Work instruction:
Please restate each entry below, word for word.

Provided material:
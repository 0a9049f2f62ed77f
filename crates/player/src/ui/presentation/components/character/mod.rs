//! Character management components

mod character_card;
pub use character_card::CharacterCard;

mod character_table;
pub use character_table::CharacterTable;

mod create_panel;
pub use create_panel::CreateCharacterPanel;

mod edit_modal;
pub use edit_modal::EditCharacterModal;

mod form_fields;
pub use form_fields::CharacterFormFields;
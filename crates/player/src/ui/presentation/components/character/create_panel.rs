//! Create form on the cadastro page
//!
//! Holds its own [`CharacterForm`]. A successful create flips the shared
//! refresh toggle so the table below reloads.

use dioxus::prelude::*;

use crate::presentation::components::character::CharacterFormFields;
use crate::presentation::services::use_character_service;
use crate::presentation::state::{CharacterForm, FormEdit, RefreshToggle};

#[component]
pub fn CreateCharacterPanel(refresh: Signal<RefreshToggle>) -> Element {
    let character_service = use_character_service();

    let mut form = use_signal(CharacterForm::new);
    let mut is_saving = use_signal(|| false);
    let mut error_message: Signal<Option<String>> = use_signal(|| None);

    let submit = move |_| {
        if *is_saving.read() {
            return;
        }
        let submission = match form.read().prepare() {
            Ok(submission) => submission,
            Err(e) => {
                error_message.set(Some(e.to_string()));
                return;
            }
        };
        error_message.set(None);
        is_saving.set(true);

        let svc = character_service.clone();
        let mut refresh = refresh;
        spawn(async move {
            let result = svc.submit(&submission).await;
            form.write().complete(&result, &mut refresh.write());
            is_saving.set(false);
        });
    };

    rsx! {
        section {
            class: "cadastro-form",
            h2 { "Cadastrar personagem" }
            CharacterFormFields {
                form: form.read().clone(),
                on_edit: move |edit: FormEdit| form.write().apply(edit),
                on_submit: submit,
                is_saving: *is_saving.read(),
                error: error_message.read().clone(),
            }
        }
    }
}
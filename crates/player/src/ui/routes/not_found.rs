use crate::Route;
use dioxus::prelude::*;

#[component]
pub fn NotFoundRoute(segments: Vec<String>) -> Element {
    let path = segments.join("/");
    tracing::debug!(path = %path, "No route matched");

    rsx! {
        div {
            class: "not-found",
            h1 { "Página não encontrada" }
            p { "/{path}" }
            Link { to: Route::HomeRoute {}, "Voltar para a Home" }
        }
    }
}
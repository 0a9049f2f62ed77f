//! Register-user modal

use dioxus::prelude::*;

use crate::presentation::components::common::ModalOverlay;
use crate::presentation::services::use_auth_service;
use crate::presentation::state::RegisterForm;

/// Props for RegisterModal
#[derive(Props, Clone, PartialEq)]
pub struct RegisterModalProps {
    pub on_close: EventHandler<()>,
    /// Fired after the account was created, before closing
    pub on_registered: EventHandler<()>,
}

#[component]
pub fn RegisterModal(props: RegisterModalProps) -> Element {
    let auth_service = use_auth_service();

    let mut form = use_signal(RegisterForm::new);
    let mut is_saving = use_signal(|| false);
    let on_close = props.on_close;
    let on_registered = props.on_registered;

    let submit = move |e: FormEvent| {
        e.prevent_default();
        if *is_saving.read() {
            return;
        }
        let current = form.read().clone();
        let svc = auth_service.clone();
        is_saving.set(true);
        spawn(async move {
            let result = svc
                .register_user(&current.nome, &current.email, &current.senha)
                .await;
            let done = form.write().apply_result(result);
            is_saving.set(false);
            if done {
                on_registered.call(());
                on_close.call(());
            }
        });
    };

    let current = form.read().clone();

    rsx! {
        ModalOverlay {
            title: "Cadastrar".to_string(),
            on_backdrop_click: move |is_backdrop: bool| {
                if is_backdrop {
                    on_close.call(());
                }
            },
            on_dismiss: move |_| on_close.call(()),

            form {
                class: "modal-form",
                onsubmit: submit,
                input {
                    r#type: "text",
                    placeholder: "Nome",
                    value: "{current.nome}",
                    oninput: move |e| form.write().nome = e.value(),
                }
                input {
                    r#type: "email",
                    placeholder: "E-mail",
                    value: "{current.email}",
                    oninput: move |e| form.write().email = e.value(),
                }
                input {
                    r#type: "password",
                    placeholder: "Senha",
                    value: "{current.senha}",
                    oninput: move |e| form.write().senha = e.value(),
                }
                if let Some(err) = current.error() {
                    p { class: "form-error", "{err}" }
                }
                div {
                    class: "form-actions",
                    button {
                        r#type: "submit",
                        class: "btn-primary",
                        disabled: *is_saving.read(),
                        "Cadastrar"
                    }
                    button {
                        r#type: "button",
                        class: "btn-secondary",
                        onclick: move |_| on_close.call(()),
                        "Cancelar"
                    }
                }
            }
        }
    }
}
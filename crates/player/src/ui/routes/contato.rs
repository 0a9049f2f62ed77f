use crate::presentation::views::contato::ContatoView;
use crate::use_platform;
use dioxus::prelude::*;

#[component]
pub fn ContatoRoute() -> Element {
    let platform = use_platform();
    use_effect(move || {
        platform.set_page_title("Contato");
    });

    rsx! { ContatoView {} }
}
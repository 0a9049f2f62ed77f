//! Character management page
//!
//! Create form, table and edit modal share one refresh toggle. The table
//! reloads whenever either form reports a successful write.

use dioxus::prelude::*;

use dunder_domain::CharacterId;

use crate::presentation::components::character::{
    CharacterTable, CreateCharacterPanel, EditCharacterModal,
};
use crate::presentation::components::common::Banner;
use crate::presentation::services::{use_character_service, use_session_gate};
use crate::presentation::state::{EditModal, RefreshToggle};
use crate::Route;

#[component]
pub fn CadastroView() -> Element {
    let character_service = use_character_service();
    let gate = use_session_gate();
    let navigator = use_navigator();

    let refresh = use_signal(RefreshToggle::new);
    let mut edit_modal = use_signal(EditModal::default);

    // always a fresh copy from the server, never the table's row
    let open_editor = move |id: CharacterId| {
        edit_modal.write().open(id.clone());
        let svc = character_service.clone();
        spawn(async move {
            let result = svc.get_character(&id).await;
            edit_modal.write().apply_fetch(&id, result);
        });
    };

    rsx! {
        Banner {}
        section {
            class: "cadastro",
            div {
                class: "cadastro-header",
                h2 { "Cadastro de Personagens" }
                button {
                    class: "btn-logout",
                    onclick: move |_| {
                        gate.logout();
                        navigator.replace(Route::LoginRoute {});
                    },
                    "Logout"
                }
            }
            CreateCharacterPanel { refresh }
            CharacterTable { refresh, on_edit: open_editor }
        }
        EditCharacterModal { modal: edit_modal, refresh }
    }
}
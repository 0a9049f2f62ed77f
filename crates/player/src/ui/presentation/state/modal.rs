//! Backdrop dismissal shared by every overlay
//!
//! Dioxus click events do not expose `currentTarget`, so the overlay records
//! where a click started: the content element marks it, the backdrop handler
//! runs afterwards for the same click and reads the mark.

#[derive(Debug, Clone, Copy, Default, PartialEq, Eq)]
pub struct ClickOrigin {
    inside_content: bool,
}

impl ClickOrigin {
    /// Called from the content element's click handler.
    pub fn mark_content(&mut self) {
        self.inside_content = true;
    }

    /// Called from the backdrop's click handler. True when the backdrop
    /// itself was clicked, i.e. target equals currentTarget.
    pub fn take_is_backdrop(&mut self) -> bool {
        !std::mem::take(&mut self.inside_content)
    }
}

#[cfg(test)]
mod tests {
    use super::*;

    #[test]
    fn content_click_is_not_a_backdrop_click() {
        let mut origin = ClickOrigin::default();
        origin.mark_content();
        assert!(!origin.take_is_backdrop());
        // the mark only lives for one click
        assert!(origin.take_is_backdrop());
    }
}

Output below:
repository 0a9049f2f62ed77f
filename crates/player/src/ui/presentation/components/character/mod.rs
//! Character management components

mod character_card;
pub use character_card::CharacterCard;

mod character_table;
pub use character_table::CharacterTable;

mod create_panel;
pub use create_panel::CreateCharacterPanel;

mod edit_modal;
pub use edit_modal::EditCharacterModal;

mod form_fields;
pub use form_fields::CharacterFormFields;
filename crates/player/src/ui/presentation/components/character/create_panel.rs
//! Create form on the cadastro page
//!
//! Holds its own [`CharacterForm`]. A successful create flips the shared
//! refresh toggle so the table below reloads.

use dioxus::prelude::*;

use crate::presentation::components::character::CharacterFormFields;
use crate::presentation::services::use_character_service;
use crate::presentation::state::{CharacterForm, FormEdit, RefreshToggle};

#[component]
pub fn CreateCharacterPanel(refresh: Signal<RefreshToggle>) -> Element {
    let character_service = use_character_service();

    let mut form = use_signal(CharacterForm::new);
    let mut is_saving = use_signal(|| false);
    let mut error_message: Signal<Option<String>> = use_signal(|| None);

    let submit = move |_| {
        if *is_saving.read() {
            return;
        }
        let submission = match form.read().prepare() {
            Ok(submission) => submission,
            Err(e) => {
                error_message.set(Some(e.to_string()));
                return;
            }
        };
        error_message.set(None);
        is_saving.set(true);

        let svc = character_service.clone();
        let mut refresh = refresh;
        spawn(async move {
            let result = svc.submit(&submission).await;
            form.write().complete(&result, &mut refresh.write());
            is_saving.set(false);
        });
    };

    rsx! {
        section {
            class: "cadastro-form",
            h2 { "Cadastrar personagem" }
            CharacterFormFields {
                form: form.read().clone(),
                on_edit: move |edit: FormEdit| form.write().apply(edit),
                on_submit: submit,
                is_saving: *is_saving.read(),
                error: error_message.read().clone(),
            }
        }
    }
}
filename crates/player/src/ui/routes/not_found.rs
use crate::Route;
use dioxus::prelude::*;

#[component]
pub fn NotFoundRoute(segments: Vec<String>) -> Element {
    let path = segments.join("/");
    tracing::debug!(path = %path, "No route matched");

    rsx! {
        div {
            class: "not-found",
            h1 { "Página não encontrada" }
            p { "/{path}" }
            Link { to: Route::HomeRoute {}, "Voltar para a Home" }
        }
    }
}
repository 0a9049f2f62ed77f
//! Register-user modal

use dioxus::prelude::*;

use crate::presentation::components::common::ModalOverlay;
use crate::presentation::services::use_auth_service;
use crate::presentation::state::RegisterForm;

/// Props for RegisterModal
#[derive(Props, Clone, PartialEq)]
pub struct RegisterModalProps {
    pub on_close: EventHandler<()>,
    /// Fired after the account was created, before closing
    pub on_registered: EventHandler<()>,
}

#[component]
pub fn RegisterModal(props: RegisterModalProps) -> Element {
    let auth_service = use_auth_service();

    let mut form = use_signal(RegisterForm::new);
    let mut is_saving = use_signal(|| false);
    let on_close = props.on_close;
    let on_registered = props.on_registered;

    let submit = move |e: FormEvent| {
        e.prevent_default();
        if *is_saving.read() {
            return;
        }
        let current = form.read().clone();
        let svc = auth_service.clone();
        is_saving.set(true);
        spawn(async move {
            let result = svc
                .register_user(&current.nome, &current.email, &current.senha)
                .await;
            let done = form.write().apply_result(result);
            is_saving.set(false);
            if done {
                on_registered.call(());
                on_close.call(());
            }
        });
    };

    let current = form.read().clone();

    rsx! {
        ModalOverlay {
            title: "Cadastrar".to_string(),
            on_backdrop_click: move |is_backdrop: bool| {
                if is_backdrop {
                    on_close.call(());
                }
            },
            on_dismiss: move |_| on_close.call(()),

            form {
                class: "modal-form",
                onsubmit: submit,
                input {
                    r#type: "text",
                    placeholder: "Nome",
                    value: "{current.nome}",
                    oninput: move |e| form.write().nome = e.value(),
                }
                input {
                    r#type: "email",
                    placeholder: "E-mail",
                    value: "{current.email}",
                    oninput: move |e| form.write().email = e.value(),
                }
                input {
                    r#type: "password",
                    placeholder: "Senha",
                    value: "{current.senha}",
                    oninput: move |e| form.write().senha = e.value(),
                }
                if let Some(err) = current.error() {
                    p { class: "form-error", "{err}" }
                }
                div {
                    class: "form-actions",
                    button {
                        r#type: "submit",
                        class: "btn-primary",
                        disabled: *is_saving.read(),
                        "Cadastrar"
                    }
                    button {
                        r#type: "button",
                        class: "btn-secondary",
                        onclick: move |_| on_close.call(()),
                        "Cancelar"
                    }
                }
            }
        }
    }
}
filename crates/player/src/ui/routes/contato.rs
repository 0a9049f2f62ed77f
use crate::presentation::views::contato::ContatoView;
use crate::use_platform;
use dioxus::prelude::*;

#[component]
pub fn ContatoRoute() -> Element {
    let platform = use_platform();
    use_effect(move || {
        platform.set_page_title("Contato");
    });

    rsx! { ContatoView {} }
}
repository 0a9049f2f62ed77f
//! Character management page
//!
//! Create form, table and edit modal share one refresh toggle. The table
//! reloads whenever either form reports a successful write.

use dioxus::prelude::*;

use dunder_domain::CharacterId;

use crate::presentation::components::character::{
    CharacterTable, CreateCharacterPanel, EditCharacterModal,
};
use crate::presentation::components::common::Banner;
use crate::presentation::services::{use_character_service, use_session_gate};
use crate::presentation::state::{EditModal, RefreshToggle};
use crate::Route;

#[component]
pub fn CadastroView() -> Element {
    let character_service = use_character_service();
    let gate = use_session_gate();
    let navigator = use_navigator();

    let refresh = use_signal(RefreshToggle::new);
    let mut edit_modal = use_signal(EditModal::default);

    // always a fresh copy from the server, never the table's row
    let open_editor = move |id: CharacterId| {
        edit_modal.write().open(id.clone());
        let svc = character_service.clone();
        spawn(async move {
            let result = svc.get_character(&id).await;
            edit_modal.write().apply_fetch(&id, result);
        });
    };

    rsx! {
        Banner {}
        section {
            class: "cadastro",
            div {
                class: "cadastro-header",
                h2 { "Cadastro de Personagens" }
                button {
                    class: "btn-logout",
                    onclick: move |_| {
                        gate.logout();
                        navigator.replace(Route::LoginRoute {});
                    },
                    "Logout"
                }
            }
            CreateCharacterPanel { refresh }
            CharacterTable { refresh, on_edit: open_editor }
        }
        EditCharacterModal { modal: edit_modal, refresh }
    }
}
repository 0a9049f2f62ed77f
filename crates/player/src/ui/presentation/state/modal.rs
//! Backdrop dismissal shared by every overlay
//!
//! Dioxus click events do not expose `currentTarget`, so the overlay records
//! where a click started: the content element marks it, the backdrop handler
//! runs afterwards for the same click and reads the mark.

#[derive(Debug, Clone, Copy, Default, PartialEq, Eq)]
pub struct ClickOrigin {
    inside_content: bool,
}

impl ClickOrigin {
    /// Called from the content element's click handler.
    pub fn mark_content(&mut self) {
        self.inside_content = true;
    }

    /// Called from the backdrop's click handler. True when the backdrop
    /// itself was clicked, i.e. target equals currentTarget.
    pub fn take_is_backdrop(&mut self) -> bool {
        !std::mem::take(&mut self.inside_content)
    }
}

#[cfg(test)]
mod tests {
    use super::*;

    #[test]
    fn content_click_is_not_a_backdrop_click() {
        let mut origin = ClickOrigin::default();
        origin.mark_content();
        assert!(!origin.take_is_backdrop());
        // the mark only lives for one click
        assert!(origin.take_is_backdrop());
    }
}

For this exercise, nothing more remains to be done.